# Try it:
Return only what lies between the first line of the entries and the line containing "pub fn new() -> CancellationToken", both lines included.

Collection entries
···

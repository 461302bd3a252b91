use std::sync::{
    atomic::{AtomicBool, Ordering},
    Arc,
};

/// Shared flag that asks a running search to stop at its next iteration.
/// Clones refer to the same flag, so one can be handed to another thread
/// or a signal handler.
#[derive(Clone, Debug, Default)]
pub struct CancellationToken(Arc<AtomicBool>);

impl CancellationToken {
    pub fn new() -> CancellationToken {
        Default::default()
    }

    pub fn cancel(&self) {
        self.0.store(true, Ordering::Relaxed);
    }

    pub fn is_cancelled(&self) -> bool {
        self.0.load(Ordering::Relaxed)
    }

    /// Clears the flag. A solver never does this by itself.
    pub fn reset(&self) {
        self.0.store(false, Ordering::Relaxed);
    }
}

#[cfg(test)]
mod test {
    use super::*;

    #[test]
    fn clones_share_the_flag() {
        let token = CancellationToken::new();
        let other = token.clone();
        assert!(!token.is_cancelled());
        std::thread::spawn(move || other.cancel()).join().unwrap();
        assert!(token.is_cancelled());
        token.reset();
        assert!(!token.is_cancelled());
    }
}
use crate::builder::PositionAwareTextBuilder;
use crate::component::{file_base_name, CompiledUnit, SourceUnit};
use crate::error::ConvertError;
use crate::xml::first_tag;

/// Emits the `@salesforce/schema/<Object>.<Field>` module for a custom
/// field descriptor. The field name comes from the file name and the
/// object name from the grandparent directory (`objects/<Object>/fields/`),
/// while alignment anchors on the `fullName` value.
pub fn convert(unit: &SourceUnit) -> Result<CompiledUnit, ConvertError> {
    let field_name = file_base_name(&unit.path)
        .ok_or_else(|| ConvertError::structural(&unit.path, "cannot determine field name"))?;
    let mut ancestors = unit.path.rsplit('/');
    ancestors.next();
    ancestors.next();
    let object_name = ancestors
        .next()
        .filter(|segment| !segment.is_empty())
        .ok_or_else(|| ConvertError::structural(&unit.path, "cannot determine object name"))?;
    let Some(full_name) = first_tag(&unit.content, "fullName") else {
        return Ok(CompiledUnit::not_applicable(unit));
    };
    let help_text = first_tag(&unit.content, "inlineHelpText").map_or("", |tag| tag.value);
    let description = first_tag(&unit.content, "description").map_or("", |tag| tag.value);

    let mut builder = PositionAwareTextBuilder::new();
    builder.add_plain("declare module ");
    builder.add_anchored(
        &format!("'@salesforce/schema/{}.{}'", object_name, field_name),
        full_name.start,
        full_name.end,
    );
    builder.add_plain(&format!(
        " {{\n  /**\n   * @description {}\n   * @description {}\n   */\n  const ",
        help_text, description
    ));
    builder.add_anchored(field_name, full_name.start, full_name.end);
    builder.add_plain(&format!(
        ": {{\n    fieldApiName: '{}';\n    objectApiName: '{}';\n  }}\n  export default {};\n}}",
        field_name, object_name, field_name
    ));
    Ok(CompiledUnit::new(unit, builder.build(), builder.alignment()))
}
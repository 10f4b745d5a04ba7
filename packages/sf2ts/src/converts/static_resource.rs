use crate::builder::PositionAwareTextBuilder;
use crate::component::{file_base_name, CompiledUnit, SourceUnit};
use crate::error::ConvertError;
use crate::xml::first_tag;

/// Emits the `@salesforce/resourceUrl/<Name>` module for a static resource
/// descriptor. The resource name comes from the file name; alignment
/// anchors on the `description` value.
pub fn convert(unit: &SourceUnit) -> Result<CompiledUnit, ConvertError> {
    let resource_name = file_base_name(&unit.path)
        .ok_or_else(|| ConvertError::structural(&unit.path, "cannot determine resource name"))?;
    let Some(description) = first_tag(&unit.content, "description") else {
        return Ok(CompiledUnit::not_applicable(unit));
    };
    let cache_control = first_tag(&unit.content, "cacheControl").map_or("", |tag| tag.value);

    let mut builder = PositionAwareTextBuilder::new();
    builder.add_plain("declare module ");
    builder.add_anchored(
        &format!("\"@salesforce/resourceUrl/{}\"", resource_name),
        description.start,
        description.end,
    );
    builder.add_plain(&format!(
        " {{\n  /**\n   * @description {}\n   * @access {}\n   */\n  const ",
        description.value, cache_control
    ));
    builder.add_anchored(resource_name, description.start, description.end);
    builder.add_plain(&format!(
        ":string;\n  export default {};\n}}",
        resource_name
    ));
    Ok(CompiledUnit::new(unit, builder.build(), builder.alignment()))
}
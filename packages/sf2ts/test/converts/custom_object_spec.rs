/**
 * Custom Object Conversion Tests
 */

#[cfg(test)]
mod tests {
    use sf2ts::{AlignmentPair, Converter, MetadataKind, SourceUnit};

    #[test]
    fn transforms_a_custom_object() {
        let converter = Converter::default();
        let unit = SourceUnit::new(
            "objects/Test_Object__c.object-meta.xml",
            MetadataKind::CustomObject,
            r#"<?xml version="1.0" encoding="UTF-8"?>
<CustomObject xmlns="http://soap.sforce.com/2006/04/metadata">
    <deploymentStatus>Deployed</deploymentStatus>
    <description>Object representing test data</description>
    <label>Test Object</label>
    <nameField>
        <label>Test Object Id</label>
        <type>Text</type>
    </nameField>
    <pluralLabel>Test Objects</pluralLabel>
</CustomObject>
"#,
        );
        let compiled = converter.convert(&unit).unwrap();
        assert_eq!(
            compiled.declaration_text,
            r#"declare module "@salesforce/schema/Test_Object__c" {
  /**
   * @description Object representing test data
   */
  const Test_Object__c: {
      objectApiName: 'Test_Object__c';
  }
  export default Test_Object__c;
}"#
        );
        assert_eq!(
            compiled.alignment,
            vec![
                AlignmentPair::new(224, 15),
                AlignmentPair::new(235, 50),
                AlignmentPair::new(224, 121),
                AlignmentPair::new(235, 135),
            ]
        );
    }

    #[test]
    fn object_without_a_label_converts_to_nothing() {
        let converter = Converter::default();
        let unit = SourceUnit::new(
            "objects/Test_Object__c.object-meta.xml",
            MetadataKind::CustomObject,
            r#"<?xml version="1.0" encoding="UTF-8"?>
<CustomObject xmlns="http://soap.sforce.com/2006/04/metadata">
    <deploymentStatus>Deployed</deploymentStatus>
</CustomObject>
"#,
        );
        let compiled = converter.convert(&unit).unwrap();
        assert_eq!(compiled.declaration_text, "");
        assert!(compiled.alignment.is_empty());
    }
}
use crate::builder::PositionAwareTextBuilder;
use crate::component::{CompiledUnit, SourceUnit};
use crate::error::ConvertError;
use crate::xml::{element_blocks, first_tag, TagSpan};

use super::custom_label::emit_label;

/// Emits one `@salesforce/label/c.<Name>` module per `<labels>` element of
/// a labels collection, in document order. Elements without a `fullName`
/// are skipped; a collection yielding nothing compiles to the empty
/// declaration.
pub fn convert(unit: &SourceUnit) -> Result<CompiledUnit, ConvertError> {
    let mut builder = PositionAwareTextBuilder::new();
    for block in element_blocks(&unit.content, "labels") {
        let body = &unit.content[block.clone()];
        let Some(full_name) = first_tag(body, "fullName") else {
            continue;
        };
        // Spans are relative to the element body; shift them back into
        // whole-document offsets before they reach the builder.
        let full_name = TagSpan {
            value: full_name.value,
            start: full_name.start + block.start,
            end: full_name.end + block.start,
        };
        let short_description = first_tag(body, "shortDescription").map_or("", |tag| tag.value);
        let value = first_tag(body, "value").map_or("", |tag| tag.value);
        emit_label(&mut builder, &full_name, short_description, value);
    }
    Ok(CompiledUnit::new(unit, builder.build(), builder.alignment()))
}
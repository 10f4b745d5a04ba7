/**
 * Apex structural parser
 *
 * Recursive descent over the token stream, recovering only the declaration
 * shapes the compiler consumes: type declarations with modifier clauses,
 * fields, methods, constructors, properties and nested types. Method
 * bodies, accessor blocks and initializer expressions are stepped over by
 * balanced-delimiter scanning. Malformed input fails with the byte offset
 * of the offending token.
 */
use thiserror::Error;

use super::ast::{
    Annotation, AnnotationArg, ClassDeclaration, ClassMember, CompilationUnit, FieldDeclaration,
    Identifier, MethodDeclaration, ModifierFlags, Modifiers, Parameter, TypeRef, TypeRefKind,
};
use super::lexer::{Lexer, Token};

/// Syntax failure with the byte offset it was detected at.
#[derive(Debug, Clone, PartialEq, Eq, Error)]
#[error("{message} at byte {offset}")]
pub struct ParseError {
    pub message: String,
    pub offset: usize,
}

/// Parses one compilation unit. Top-level enums, interfaces and triggers
/// are recognized and skipped; only classes are materialized.
pub fn parse(source: &str) -> Result<CompilationUnit, ParseError> {
    Parser::new(source).parse_compilation_unit()
}

struct Parser<'a> {
    source: &'a str,
    tokens: Vec<Token>,
    index: usize,
}
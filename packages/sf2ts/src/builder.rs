/**
 * Position-Aware Text Builder
 *
 * Accumulates declaration text in chunks, each optionally anchored to a
 * source offset range, and resolves the accumulated chunk lengths into
 * absolute (source offset, dest offset) alignment pairs.
 */
use serde::{Deserialize, Serialize};

/// One association between an offset in generated declaration text and an
/// offset in the original source text.
///
/// Pairs come in start/end couples for a single token: the start pair marks
/// where the generated token begins, the end pair where it ends. Consumers
/// use the delta between consecutive pairs to recover span lengths.
#[derive(Debug, Clone, Copy, PartialEq, Eq, Serialize, Deserialize)]
pub struct AlignmentPair {
    #[serde(rename = "sourcePos")]
    pub source_pos: usize,
    #[serde(rename = "destPos")]
    pub dest_pos: usize,
}

impl AlignmentPair {
    pub fn new(source_pos: usize, dest_pos: usize) -> Self {
        AlignmentPair {
            source_pos,
            dest_pos,
        }
    }
}

/// A chunk-length delta not yet resolved to an absolute destination offset.
#[derive(Debug, Clone, Copy)]
struct PendingMapping {
    source_pos: Option<usize>,
    dest_delta_pos: usize,
}

/// Builds output text while recording where anchored chunks land.
///
/// Unanchored text accumulates as a pending length that is flushed into the
/// next recorded mapping, so only anchored tokens produce alignment pairs.
/// Offsets are byte offsets on both sides.
#[derive(Debug, Default)]
pub struct PositionAwareTextBuilder {
    mappings: Vec<PendingMapping>,
    text_parts: Vec<String>,
    pending_len: usize,
}

impl PositionAwareTextBuilder {
    pub fn new() -> Self {
        PositionAwareTextBuilder {
            mappings: Vec::new(),
            text_parts: Vec::new(),
            pending_len: 0,
        }
    }

    /// Appends `text`. When `source_start` is given, the chunk is anchored:
    /// a start mapping is recorded before the append and, if `source_end` is
    /// also given, an end mapping immediately after. Without `source_end` the
    /// chunk's length stays pending and coalesces with following unanchored
    /// appends.
    pub fn add_text(
        &mut self,
        text: &str,
        source_start: Option<usize>,
        source_end: Option<usize>,
    ) -> &mut Self {
        if self.pending_len != 0 || source_start.is_some() {
            self.mappings.push(PendingMapping {
                source_pos: source_start,
                dest_delta_pos: self.pending_len,
            });
        }
        self.pending_len = text.len();
        if let Some(end) = source_end {
            self.mappings.push(PendingMapping {
                source_pos: Some(end),
                dest_delta_pos: text.len(),
            });
            self.pending_len = 0;
        }
        self.text_parts.push(text.to_string());
        self
    }

    /// Appends unanchored text.
    pub fn add_plain(&mut self, text: &str) -> &mut Self {
        self.add_text(text, None, None)
    }

    /// Appends text anchored to the source span `[start, end)`.
    pub fn add_anchored(&mut self, text: &str, start: usize, end: usize) -> &mut Self {
        self.add_text(text, Some(start), Some(end))
    }

    /// The concatenation of all appended chunks, in call order.
    pub fn build(&self) -> String {
        self.text_parts.concat()
    }

    /// Resolves the pending deltas into absolute destination offsets and
    /// returns the alignment pairs in emission order. `dest_pos` is
    /// non-decreasing; `source_pos` carries no ordering guarantee.
    pub fn alignment(&self) -> Vec<AlignmentPair> {
        let mut pairs = Vec::new();
        let mut dest_pos = 0usize;
        for mapping in &self.mappings {
            dest_pos += mapping.dest_delta_pos;
            if let Some(source_pos) = mapping.source_pos {
                pairs.push(AlignmentPair::new(source_pos, dest_pos));
            }
        }
        pairs
    }
}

···

# Completed exercise:
repository 461302bd3a252b91
use std::sync::{
    atomic::{AtomicBool, Ordering},
    Arc,
};

/// Shared flag that asks a running search to stop at its next iteration.
/// Clones refer to the same flag, so one can be handed to another thread
/// or a signal handler.
#[derive(Clone, Debug, Default)]
pub struct CancellationToken(Arc<AtomicBool>);

impl CancellationToken {
    pub fn new() -> CancellationToken {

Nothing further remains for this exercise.